* [WHAT IS EXPECTED] What is the number of lines in the data below that contain "Octopus"? Answer with that number and no other words.

Collected data entries
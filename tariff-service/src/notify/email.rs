use lettre::message::{header, Mailbox, Message};
use lettre::transport::smtp::{authentication::Credentials, AsyncSmtpTransport};
use lettre::{AsyncTransport, Tokio1Executor};

use super::{Notification, Notifier, NotifyError};
use crate::config::EmailConfig;

/// Sends notifications as plain-text email over SMTP.
pub struct EmailNotifier {
    mailer: AsyncSmtpTransport<Tokio1Executor>,
    from: Mailbox,
    to: Mailbox,
}

impl EmailNotifier {
    pub fn new(cfg: &EmailConfig) -> Result<Self, NotifyError> {
        let creds = Credentials::new(cfg.smtp_user.clone(), cfg.smtp_pass.clone());
        let mailer = AsyncSmtpTransport::<Tokio1Executor>::relay(&cfg.smtp_host)
            .map_err(|e| NotifyError::Build(format!("invalid smtp host: {e}")))?
            .credentials(creds)
            .build();

        let from = cfg
            .from
            .parse()
            .map_err(|e| NotifyError::Build(format!("invalid from address: {e}")))?;
        let to = cfg
            .to
            .parse()
            .map_err(|e| NotifyError::Build(format!("invalid to address: {e}")))?;

        Ok(Self { mailer, from, to })
    }
}

pub(crate) fn build_message(from: Mailbox, to: Mailbox, notification: &Notification) -> Result<Message, NotifyError> {
    Message::builder()
        .from(from)
        .to(to)
        .subject(notification.subject.clone())
        .header(header::ContentType::TEXT_PLAIN)
        .body(notification.body.clone())
        .map_err(|e| NotifyError::Build(e.to_string()))
}

#[async_trait::async_trait]
impl Notifier for EmailNotifier {
    async fn send(&self, notification: &Notification) -> Result<(), NotifyError> {
        let msg = build_message(self.from.clone(), self.to.clone(), notification)?;

        self.mailer
            .send(msg)
            .await
            .map_err(|e| NotifyError::Send(e.to_string()))?;

        tracing::info!(subject = %notification.subject, "notification email sent");
        metrics::counter!("notifications_sent_total").increment(1);
        Ok(())
    }
}

#[cfg(test)]
mod tests {
    use super::*;
    use crate::notify::NotificationKind;

    #[test]
    fn message_carries_subject_and_plain_text_body() {
        let n = Notification {
            kind: NotificationKind::CheaperTariffExists,
            subject: "Octopus Tariff Switcher: Cheaper Tariff Found".into(),
            body: "Tariff  Cost\n".into(),
        };

        let msg = build_message(
            "switcher@example.com".parse().unwrap(),
            "me@example.com".parse().unwrap(),
            &n,
        )
        .unwrap();

        let raw = String::from_utf8(msg.formatted()).unwrap();
        assert!(raw.contains("Subject: Octopus Tariff Switcher: Cheaper Tariff Found"));
        assert!(raw.contains("Content-Type: text/plain"));
        assert!(raw.contains("To: me@example.com"));
    }
}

* [EXPECTED ANSWER] 2